The analysis found that co-habiting couples and families around the globe use resources more efficiently than households that have split up. The researchers calculated that in 2005, divorced American households used between 42 percent and 61 percent more resources per person than before they separated, spending 46 percent more per person on electricity and 56 percent more on water.
Their paper, published Monday in the Proceedings of the National Academies of Science, also found that if the divorced couples had stayed together in 2005, the United States would have saved 73 billion kilowatt-hours of electricity and 627 billion gallons of water in that year alone.
Married households use energy and water more efficiently than divorced ones because they share these resources – including lighting and heating – among more people, Liu said. Moreover, the divorced households they surveyed between 1998 and 2002 used up more space, occupying between 33 percent and 95 percent more rooms per person than in married households.
“Hopefully this will inform people about the environmental impact of divorce,” said one of the paper’s co-authors, Jianguo Liu. “For a long time we’ve blamed industries for environmental problems. One thing we’ve ignored is the household.”
Liu, who directs Michigan State University’s Center for Systems Integration and Sustainability, and research assistant Eunice Yu spent five years analyzing data from 12 countries, including Belarus, Brazil, Kenya and Greece.
Lester Brown, president of the Washington-based Earth Policy Institute, said the study’s finding made sense, but it is hard to craft public policies to address the problem of the increasing number of households in the United States and elsewhere.
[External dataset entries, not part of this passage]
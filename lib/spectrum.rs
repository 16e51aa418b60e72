use core::fmt::Write;

use heapless::String;

use crate::acquisition::Acquisition;
use crate::config::{FFT_SAMPLES, OSC_WIDTH, SPECTRUM_NORMALIZATION};
use crate::display::{clamp_row, Color, Dimension, Lcd};
use crate::error::{Error, Result};
use crate::fft::{Fft, BINS};

const BAR_WIDTH: i32 = (OSC_WIDTH / (FFT_SAMPLES / 2)) as i32;

/// Consumer half of the spectrum analyser. Keeps one workspace filling while
/// the other is transformed and drawn.
pub struct SpectrumView {
    fft: Fft,
    last_peak: Option<usize>,
}

impl SpectrumView {
    pub fn new() -> Self {
        SpectrumView {
            fft: Fft::new(),
            last_peak: None,
        }
    }

    pub fn reset(&mut self) {
        self.last_peak = None;
    }

    /// Dominant bin of the last drawn frame.
    pub fn peak(&self) -> Option<usize> {
        self.last_peak
    }

    pub fn step<LCD, LCDER>(&mut self, lcd: &mut LCD, shared: &Acquisition) -> Result<(), LCDER>
    where
        LCD: Lcd<Error = LCDER>,
    {
        // Pending request before the flag, the interrupt publishes them the other way round
        if !shared.arm_pending() && !shared.capturing() {
            if let Some(slot) = (0..2).find(|&slot| !shared.ready(slot)) {
                shared.arm(slot);
                return Ok(());
            }
        }

        let slot = match (0..2).find(|&slot| shared.ready(slot)) {
            Some(slot) => slot,
            None => return Ok(()),
        };
        shared.load_workspace(slot, self.fft.input());
        let result = self.draw(lcd);
        shared.release(slot);
        result
    }

    fn draw<LCD, LCDER>(&mut self, lcd: &mut LCD) -> Result<(), LCDER>
    where
        LCD: Lcd<Error = LCDER>,
    {
        let magnitudes = self.fft.run();
        let mut peak = (0, 0.0);
        for (index, &magnitude) in magnitudes.iter().enumerate() {
            let left = index as i32 * BAR_WIDTH;
            let right = left + BAR_WIDTH - 1;
            let top = bar_top(magnitude);

            lcd.fill_rect(left, top, right, Dimension::BOTTOM, Color::BAR)
                .map_err(Error::Lcd)?;
            if top > 0 {
                lcd.fill_rect(left, 0, right, top - 1, Color::BACKGROUND)
                    .map_err(Error::Lcd)?;
            }
            if magnitude > peak.1 {
                peak = (index + 1, magnitude);
            }
        }

        let peak = if peak.0 == 0 { None } else { Some(peak.0) };
        if peak != self.last_peak {
            debug!("spectrum peak moved to bin {=usize}", peak.unwrap_or(0));
        }
        self.last_peak = peak;
        self.draw_peak(lcd, peak)
    }

    fn draw_peak<LCD, LCDER>(&mut self, lcd: &mut LCD, peak: Option<usize>) -> Result<(), LCDER>
    where
        LCD: Lcd<Error = LCDER>,
    {
        let mut buffer = String::<16>::new();
        let written = match peak {
            Some(bin) => write!(&mut buffer, "PEAK {:>3}", bin),
            None => write!(&mut buffer, "PEAK   -"),
        };
        written.map_err(|_| Error::BufferWrite)?;
        lcd.draw_text(&buffer, PeakText::POSITION.0, PeakText::POSITION.1, Color::TEXT)
            .map_err(Error::Lcd)
    }
}

impl Default for SpectrumView {
    fn default() -> Self {
        SpectrumView::new()
    }
}

struct PeakText;

impl PeakText {
    const WIDTH: i32 = 6 * 8;
    const MARGIN: i32 = 4;
    const POSITION: (i32, i32) = (
        Dimension::RIGHT - PeakText::WIDTH - PeakText::MARGIN,
        PeakText::MARGIN,
    );
}

/// Row of the top of a bar, the full normalisation constant reaches row 0.
pub fn bar_top(magnitude: f32) -> i32 {
    let top = Dimension::BOTTOM as f32 * (1.0 - magnitude / SPECTRUM_NORMALIZATION);
    clamp_row(top as i32)
}

const _: () = assert!(BINS as i32 * BAR_WIDTH <= Dimension::RIGHT);

#[cfg(test)]
mod tests {
    use super::*;
    use crate::display::mock::RecordingLcd;

    #[test]
    fn bar_scaling() {
        assert_eq!(bar_top(0.0), Dimension::BOTTOM);
        assert_eq!(bar_top(SPECTRUM_NORMALIZATION), 0);
        assert_eq!(bar_top(2.0 * SPECTRUM_NORMALIZATION), 0);
        assert_eq!(bar_top(SPECTRUM_NORMALIZATION / 2.0), 119);
    }

    #[test]
    fn one_arm_request_at_a_time() {
        let shared = Acquisition::new();
        shared.reset(true);
        let mut view = SpectrumView::new();
        let mut lcd = RecordingLcd::default();

        view.step::<_, ()>(&mut lcd, &shared).unwrap();
        assert!(shared.arm_pending());
        // Request not picked up yet: nothing else happens
        view.step::<_, ()>(&mut lcd, &shared).unwrap();
        assert!(lcd.ops.is_empty());

        assert!(shared.accept_arm());
        assert_eq!(shared.capture_index(), 0);
        view.step::<_, ()>(&mut lcd, &shared).unwrap();
        assert!(!shared.arm_pending());
        assert!(lcd.ops.is_empty());
    }

    #[test]
    fn never_arms_a_ready_workspace() {
        let shared = Acquisition::new();
        shared.reset(true);
        let mut view = SpectrumView::new();
        let mut lcd = RecordingLcd::default();

        view.step::<_, ()>(&mut lcd, &shared).unwrap();
        shared.accept_arm();
        for _ in 0..FFT_SAMPLES {
            shared.push_workspace(0);
        }
        assert!(shared.ready(0));

        // Slot 0 waits for the transform, the next capture goes to slot 1
        view.step::<_, ()>(&mut lcd, &shared).unwrap();
        shared.accept_arm();
        assert_eq!(shared.capture_index(), 1);

        view.step::<_, ()>(&mut lcd, &shared).unwrap();
        assert!(!shared.ready(0));
        assert_eq!(lcd.fills(Color::BAR).count(), BINS);
        assert_eq!(lcd.texts().last(), Some("PEAK   -"));
        assert_eq!(view.peak(), None);
    }
}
He noted that in many countries, such as Japan, women are choosing to marry later or not marry at all.
“I’m not sure how to get around this,” Brown said. “Shifting to more energy-efficient appliances is the answer, not trying to prevent divorce or trying to make divorce more difficult.”
There is one solution to this conundrum, the study’s authors found: Individuals who remarry soon establish new households that use the same amount of resources as married couples who have never divorced.